What Is Stream Processing and Why Is It Important to Your Business?

Reposted from Hazelcast. Stream processing is a term that is becoming increasingly relevant to the technical side of any company, but is still relatively unknown on the business side. The term “Stream” refers to data streams, that is, data that is continuously entering a business. Data has been entering computer systems for decades, the difference now is that the volume and speed is at a level unimaginable just a few years ago. Stream processing refers to onboarding, analyzing and integrating the data in a way that provides insight to the users of the technology, preferably as close to real-time as possible.

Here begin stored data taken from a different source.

//! HTTP protocol handling subsystem.
//!
//! # Data Flow
//! ```text
//! TCP connection
//!     → server.rs (Axum setup, middleware stack)
//!     → request.rs (request ID, body and parameter extraction)
//!     → proxy.rs / admin handlers
//!     → response.rs (success envelope or structured error)
//!     → Send to client
//! ```

pub mod proxy;
pub mod request;
pub mod response;
pub mod server;

pub use request::X_REQUEST_ID;
pub use response::{ApiError, Envelope};
pub use server::{AppState, HttpServer};
//! Config store subsystem.
//!
//! # Data Flow
//! ```text
//! admin handler (create/update/delete)
//!     → file.rs (lock, read full document)
//!     → model.rs (defaults, shallow merge, validation)
//!     → file.rs (rewrite full document via temp file + rename)
//!
//! proxy handler
//!     → file.rs get(id) (lock-free snapshot read)
//! ```
//!
//! # Design Decisions
//! - The store is the only owner of config state; nothing caches the list
//! - One JSON document, full rewrite per mutation (small cardinality only)
//! - Older record shapes are accepted on read, written back canonically

mod compat;
pub mod error;
pub mod file;
pub mod model;

pub use error::StoreError;
pub use file::ConfigStore;
pub use model::{ApiConfig, ApiConfigInput, CustomField, CustomFieldKind, HttpMethod};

What is the business context for this? There are billions of mobile devices, potentially trillions of IoT devices, all of them streaming data into systems that are racing to keep up with volumes that are increasing exponentially. The companies that you engage with everyday (in fact, many times per day) are all dealing with this, and you are part of that stream. Every time you upload to Facebook, every time you tweet, every time you complete an online transaction, there’s a billion people just like you doing the same thing at the same time. We are all part of the streaming ecosystem, whether we realize it or not.

The true value add with streaming technologies is in being able to sort through the noise to find a useful signal, that is, how do you gain insight from such a massive and varied stream of data? This is where stream processing add genuine value; being able to query a non-stop data stream and detect anomalies in the data quickly enough to do something about it is a huge competitive advantage. Example? Bioinformatics sensors that can report real-time changes in a patient’s condition remotely, enabling medical personnel to respond quickly and accurately. Think about the amount of information flying around a big hospital at any given moment, streaming can pick out the one critical data point that can make a genuine difference to the patient.

Data coming in at high speed has been part of the background noise for decades, and has been referenced using different descriptors such as real-time analytics, complex event processing, and so on. At the moment the term everyone seems to be pivoting around is stream processing, but if history is any indication, this will probably morph soon enough. The need to analyze and understand data, however, will always be there, and it’s safe to assume the volumes are going to keep heading up – in 10 years the descriptor “trillions” is going to seem quaint.

So how important is stream processing? The better question is how important and/or useful is it that you have immediate insight into how your business is operating? Look at real-time trading in commodities; a fraction of a second advantage can literally translate into millions in profit or loss. Think of major consumer product companies doing global launches of products where millions of people log in at the same time to purchase (e.g. Black Friday, Cyber Monday, Singles Day), and expect an instant response. Not every transaction requires an immediate response, but there are many (e-commerce, financial, healthcare, security) that do, and that is the bullseye for stream processing. The problem is that companies need the ability to 1) recognize that something has happened (that is, pick out the relevant snowflake in a blizzard) and 2) be able to act on it in a meaningful and immediate way. Immediacy matters because most data is highly perishable and its shelf life can be measured in microseconds.

The implication here is that streaming technology works best when dealing with (you guessed it), streams. Not all data comes in at high volume and not all data requires immediate analysis. But for data that does fit that profile (e.g. fraud detection for credit card transaction approval), it is incredibly valuable. Stream processing lets you detect anomalies that would have been lost in the noise a few years back, and (even cooler) lets you analyze multiple streams at once. This framework is becoming particularly prevalent with the rise in IoT devices, which pretty much exist solely to generate big data on a continuous basis (e.g. utility telemetry systems, traffic sensors, ICU informatics, etc…).

The companies that have figured this out and applied it to their data are the ones that are leading their industries. Going back to an earlier example; look at Facebook. Billions of people telling vendors in the ecosystem literally everything about themselves. How, as a vendor, do you catch a prospect at the perfect moment, when only a slight push will move them in your direction? When major electronic device manufacturers release the next must-have shiny object, millions of people will order at the same time, and everyone will get a confirmation in seconds, where the manufacturer has been able to check inventory, location, shipping alternatives, taxes, previous purchase history, service contracts, trade-in value, etc., and all in literally the blink of an eye.

The bottom line is that companies that know how to leverage event streaming data make smarter and faster business decisions.